If one were to just take a look at the photos of Salvador Dali online, you would know immediately this was no ordinary individual. With his crazy moustache and bizarre quotes, he expressed his opinion constantly, and especially through his artwork.
Born in Catalonia, Spain in 1904, he was a true surrealistic artist, drawing often from his own childhood sexual desires, mostly freakish and quite disturbing.
Dali always stated that he didn’t do drugs, although many would look at his art and disagree, but Dali claimed he was drugs. That through his work he could influence many an open mind, whether for the good or bad.
If we take a look at a few of his famous pieces, we can see that his obsession with the unconscious mind was obvious.
The Persistence of Memory shows us a few seemingly soft or melted pocket watches lying about in an open land. Dali’s message was to show that time and space are relative and that we, in fact, live in a universe of complete disorder.
Another of his most recognizable artworks is ‘The Great Mastrubator’, which at first glance seems more like fellatio being performed that masturbating. It is clear though that Dali had real issues with sex and the sexual act itself, stemming from his youth. He claims that as a young boy his father had accidentally (or not) left out a book of sufferers of untreated venereal diseases. The disturbing photos must have left a deep mark on Dali and in turn, he brought these into his paintings.
People are strange creatures and while they may hesitate at the idea of expression like this, they are secretly fascinated. This is the main reason why Dali’s works are so popular. With his surrealism style, he takes everyday activities and combines them with fantasy, yet managing to connect and communicate his thoughts through a truly theatrical medium.
Not all of Dali’s works are so sexual. Take The Elephants for example. While still a surrealist view and one to debate for hours, there doesn’t seem to be a sexual connotation to this painting, or is there? You decide.
One can never mistake Dali’s works for realism; however there is a potent aspect to the out-there paintings, that cries out the reality of everyday life. But unlike true realism, which examines the conventional outward appearances at close quarters, surrealism takes those outward appearances and merges it with imaginative idealism. Dali captured this with perfection and sometimes downright absurdity.
Always one to provoke the self-righteous and conceited, Dali drove his messages home with black comedy and often grotesque graphics. Never to veer near conventionality, he thrived on the shock factor, which gave him many an undesirable name in the art fraternity.
To show you how unconventional he was, when instructed to have his art examined for his degree, he refused, stating that none of the Professors were competent enough to judge his works. He pompously declared he had retired.
The Spectre of Sex Appeal painting, exhibited in 1932, is most disconcerting, and shows us, once again, Dali’s mixed up mind on all that is sexual. The little boy in the right-hand corner represents Dali himself as a boy and we can only imagine the broken, half body of Sex Appeal is another reflection of his left view on all that is sex.
Dali expressed that because his works were mysterious they were loved by most. Love may not be the word to describe the reaction his paintings ensue, but art lovers across the world are quite obsessed and intrigued.

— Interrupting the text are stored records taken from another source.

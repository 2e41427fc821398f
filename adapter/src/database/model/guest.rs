use chrono::{DateTime, Utc};
use kernel::model::{guest::Guest, id::GuestId};

#[derive(Debug, sqlx::FromRow)]
pub struct GuestRow {
    pub guest_id: GuestId,
    pub name: String,
    pub email: String,
    pub created_at: DateTime<Utc>,
}

impl From<GuestRow> for Guest {
    fn from(value: GuestRow) -> Self {
        let GuestRow {
            guest_id,
            name,
            email,
            created_at,
        } = value;
        Guest {
            id: guest_id,
            name,
            email,
            created_at,
        }
    }
}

Dali compelled and forced us to look at life from a lateral perspective, to always question the normality of everything. He lived a life of craziness. He expressed his craziness or as he may have viewed it, his normality, through his paranoia and cranky imagination.
Whether we completely dislike his form of expression or undeniably love it for it is abnormal, thought-provoking style, his works will always have us guessing, questioning and mulling over their diversity.
It remains, without question, that to have one of Salvador Dali’s works of art up on your wall, will bring about questions of your own sanity and mindset, but unfailingly it will always instigate interesting conversations. As you stand debating the ins and outs, the possibilities as well as the meaning behind his macabre graphics, you will never have to worry about those uncomfortable silences. Unless, the uncomfortable silence is because of an unwillingness to discuss masturbation, sexual appetite or any other controversial subject that Dali’s art brings about.
Courage is possibly the most important aspect of any creative work. It breeds authenticity and is not there to please the audience, but to show them the way the artist sees the world. It’s there to make people ponder questions and think about their own reality. If you don’t do that, if your art doesn’t bring people to new heights, then what’s the point?